Pete is a vampire. AND NO – he is not some sparkling diamond vampire – though whoever look at Pete will say he is a sparkling Prince – but no – Pete is not a twilight vampire nor is he Bram Stroker’s Dracula vampire. 
He is a half Noble vampire. His mother is a powerful dragon seeker while his father is a full blooded Noble. 
The Nobles are an ancient and powerful race that possess great strength, speed and telepathy as well as various blood related abilities, such as the talent to grant similar powers to others via contracts "of blood and soul". They reside on an island nation, known as Lukedonia, that cannot be detected by human senses. They have guarded humans against predators and the forces of nature as long as they have existed, due to a genetic inability to ignore the slaughter of the weak, helpless humans. Thousands of years ago, they were worshipped as gods by various cultures around the world.
However, the Nobles are nearing extinction due to a scarcity of females to mate with. With their lifemates, male Nobles live emotion-filled colorful lives. Without them, the males fight the madness that causes them to choose between suicide or the thrill of killing humans by draining their blood, becoming soulless vampires in the process.
But he doesn’t apply to these category as he is not a full blood Noble. 
Pete is a gentle and way too sweet and shy half Noble that his father deem him unworthy of the gift and vanished him, and because his mother loves Pete so much – they both abandon the life in Lukedonia and travel and after a hundred years of traveling to different countries, they settle to Thailand. 
Pete’s mother was born in Thailand. She loves the country, the people, the beauty and the serenity of the land.
Pete and his mother change their surname to fit in with the Thai people and they settle on an old mansion. His mother told him to live like a normal boy and because Pete doesn’t crave blood like ordinary Noble, he is free to go out even on sunlight. As he is also a part Dragon Seeker, he doesn’t turn into ash or die if the sun hits his skin. He is what the others may call Day Walker.

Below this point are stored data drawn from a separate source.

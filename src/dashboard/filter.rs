//! Filter predicate construction for the dashboard layer.
//!
//! Translates a filter selection into a single polars predicate applied
//! once per interaction, so every aggregate view derives from the same
//! filtered subset.

use crate::constants::columns;
use crate::error::{Result, TaxiError};
use crate::models::FilterSelection;
use chrono::{Days, NaiveTime};
use polars::prelude::*;

/// Build the combined predicate for a selection.
///
/// Returns `None` when the selection leaves the dataset unrestricted,
/// letting callers skip the filter pass entirely.
pub fn build_predicate(selection: &FilterSelection) -> Result<Option<Expr>> {
    selection.validate()?;

    let mut terms: Vec<Expr> = Vec::new();

    if let Some((start, end)) = selection.date_range {
        let start_at = start.and_time(NaiveTime::MIN);
        let end_before = end
            .checked_add_days(Days::new(1))
            .ok_or_else(|| TaxiError::invalid_filter(format!("end date {} out of range", end)))?
            .and_time(NaiveTime::MIN);

        terms.push(
            col(columns::PICKUP_DATETIME)
                .gt_eq(lit(start_at))
                .and(col(columns::PICKUP_DATETIME).lt(lit(end_before))),
        );
    }

    let (lo, hi) = selection.hour_range;
    if (lo, hi) != (0, 23) {
        terms.push(col(columns::PICKUP_HOUR).is_between(
            lit(lo as i32),
            lit(hi as i32),
            ClosedInterval::Both,
        ));
    }

    if let Some(types) = &selection.payment_types {
        // An empty set matches nothing, mirroring a fully deselected
        // multi-select
        let term = types
            .iter()
            .map(|code| col(columns::PAYMENT_TYPE).eq(lit(*code)))
            .reduce(|acc, e| acc.or(e))
            .unwrap_or_else(|| lit(false));
        terms.push(term);
    }

    Ok(terms.into_iter().reduce(|acc, e| acc.and(e)))
}

/// Apply a selection to the enriched dataset.
///
/// The input frame is never mutated; an unrestricted selection returns a
/// cheap clone.
pub fn apply_selection(df: &DataFrame, selection: &FilterSelection) -> Result<DataFrame> {
    match build_predicate(selection)? {
        Some(predicate) => Ok(df.clone().lazy().filter(predicate).collect()?),
        None => Ok(df.clone()),
    }
}

#[cfg(test)]
mod tests {
    use super::*;
    use crate::dashboard::test_fixtures::enriched_fixture;
    use chrono::NaiveDate;

    #[test]
    fn test_unrestricted_selection_returns_all_rows() {
        let df = enriched_fixture();
        let selection = FilterSelection::default();

        assert!(build_predicate(&selection).unwrap().is_none());
        let filtered = apply_selection(&df, &selection).unwrap();
        assert_eq!(filtered.height(), df.height());
    }

    #[test]
    fn test_date_range_is_inclusive() {
        let df = enriched_fixture();
        let selection = FilterSelection {
            date_range: Some((
                NaiveDate::from_ymd_opt(2024, 1, 1).unwrap(),
                NaiveDate::from_ymd_opt(2024, 1, 1).unwrap(),
            )),
            ..Default::default()
        };

        let filtered = apply_selection(&df, &selection).unwrap();
        // Fixture has three trips on Jan 1, including one at 23:30
        assert_eq!(filtered.height(), 3);
    }

    #[test]
    fn test_hour_range_filtering() {
        let df = enriched_fixture();
        let selection = FilterSelection {
            hour_range: (8, 9),
            ..Default::default()
        };

        let filtered = apply_selection(&df, &selection).unwrap();
        assert_eq!(filtered.height(), 2);
    }

    #[test]
    fn test_payment_type_filtering() {
        let df = enriched_fixture();
        let selection = FilterSelection {
            payment_types: Some(vec![2]),
            ..Default::default()
        };

        let filtered = apply_selection(&df, &selection).unwrap();
        assert_eq!(filtered.height(), 2);
    }

    #[test]
    fn test_empty_payment_set_matches_nothing() {
        let df = enriched_fixture();
        let selection = FilterSelection {
            payment_types: Some(vec![]),
            ..Default::default()
        };

        let filtered = apply_selection(&df, &selection).unwrap();
        assert_eq!(filtered.height(), 0);
    }

    #[test]
    fn test_empty_date_range_yields_empty_frame() {
        let df = enriched_fixture();
        let selection = FilterSelection {
            date_range: Some((
                NaiveDate::from_ymd_opt(2030, 1, 1).unwrap(),
                NaiveDate::from_ymd_opt(2030, 1, 31).unwrap(),
            )),
            ..Default::default()
        };

        let filtered = apply_selection(&df, &selection).unwrap();
        assert_eq!(filtered.height(), 0);
    }

    #[test]
    fn test_invalid_selection_is_rejected() {
        let df = enriched_fixture();
        let selection = FilterSelection {
            hour_range: (12, 3),
            ..Default::default()
        };
        assert!(apply_selection(&df, &selection).is_err());
    }
}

Pete’s mother looks at her son. She worries about Pete as the first to being a half Noble and half Dragon Seeker boy to ever live. Most of the half-breeds die at their 50th years of age. But Pete is nearing his 300 years of age and though he is the same as the Nobles who lost their colour of sight, Pete never changes. He doesn’t crave blood (though she gave him blood via blood bag through blood bank), doesn’t go dark, every night she administer a soul and spirit check on his body but its clean… more like pure. Her son has a purest white soul. 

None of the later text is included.